▸ **STORED DATA**:

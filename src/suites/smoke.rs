use anyhow::ensure;
use reqwest::Method;

use super::checks::ResponseTime;
use super::produtos::create_tracked;
use crate::api::types::{Product, MSG_DELETED, MSG_PRODUCT_NOT_FOUND};
use crate::credentials::Role;
use crate::data;
use crate::runner::{expect, CaseFuture, Category, Fixture, Priority, SpecDef, SuiteDef};

pub fn spec() -> SpecDef {
    SpecDef::new("smoke", "Smoke")
        .description("Reachability and the end-to-end product lifecycle")
        .category(Category::Integration)
        .priority(Priority::High)
        .tags(&["smoke", "e2e"])
        .suite(
            SuiteDef::new("Disponibilidade")
                .case(
                    "[GET] /produtos responds within budget",
                    ResponseTime::new(Method::GET, "produtos"),
                )
                .case(
                    "[GET] /usuarios responds within budget",
                    ResponseTime::new(Method::GET, "usuarios"),
                ),
        )
        .suite(
            SuiteDef::new("Ciclo de vida do produto")
                .case("provisions credentials and logs in", session_login)
                .case("creates, reads and deletes a product", product_lifecycle),
        )
}

fn session_login(fx: &mut Fixture) -> CaseFuture<'_> {
    Box::pin(async move {
        let session = fx.session().await?;
        ensure!(session.privileged.is_privileged, "admin credential is not privileged");
        ensure!(!session.standard.is_privileged, "standard credential is privileged");

        let token = fx.login(Role::User).await?;
        ensure!(token.starts_with("Bearer "), "unexpected token {:?}", token);
        Ok(())
    })
}

fn product_lifecycle(fx: &mut Fixture) -> CaseFuture<'_> {
    Box::pin(async move {
        let product = data::product();

        // Only administrators may create products
        fx.login(Role::User).await?;
        let res = fx.api.create("produtos", &product).await?;
        expect::status(&res, 403)?;

        fx.login(Role::Admin).await?;
        let id = create_tracked(fx, &product).await?;
        let endpoint = format!("produtos/{}", id);

        let res = fx.api.read(&endpoint).await?;
        expect::status(&res, 200)?;
        let stored: Product = res.json()?;
        ensure!(
            stored.matches(&product),
            "stored product {:?} differs from {:?}",
            stored,
            product
        );

        let res = fx.api.delete(&endpoint).await?;
        expect::status(&res, 200)?;
        expect::message(&res, MSG_DELETED)?;
        fx.untrack(&endpoint);

        let res = fx.api.read(&endpoint).await?;
        expect::status(&res, 400)?;
        expect::message(&res, MSG_PRODUCT_NOT_FOUND)
    })
}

▸ **TASK GOAL**: Read through the entries above and copy each line that has the string "SuiteDef" in it.

▸ **TASK RESPONSE**:
use crate::runner::{expect, CaseFuture, Category, Fixture, Priority, SpecDef, SuiteDef};
            SuiteDef::new("Disponibilidade")
            SuiteDef::new("Ciclo de vida do produto")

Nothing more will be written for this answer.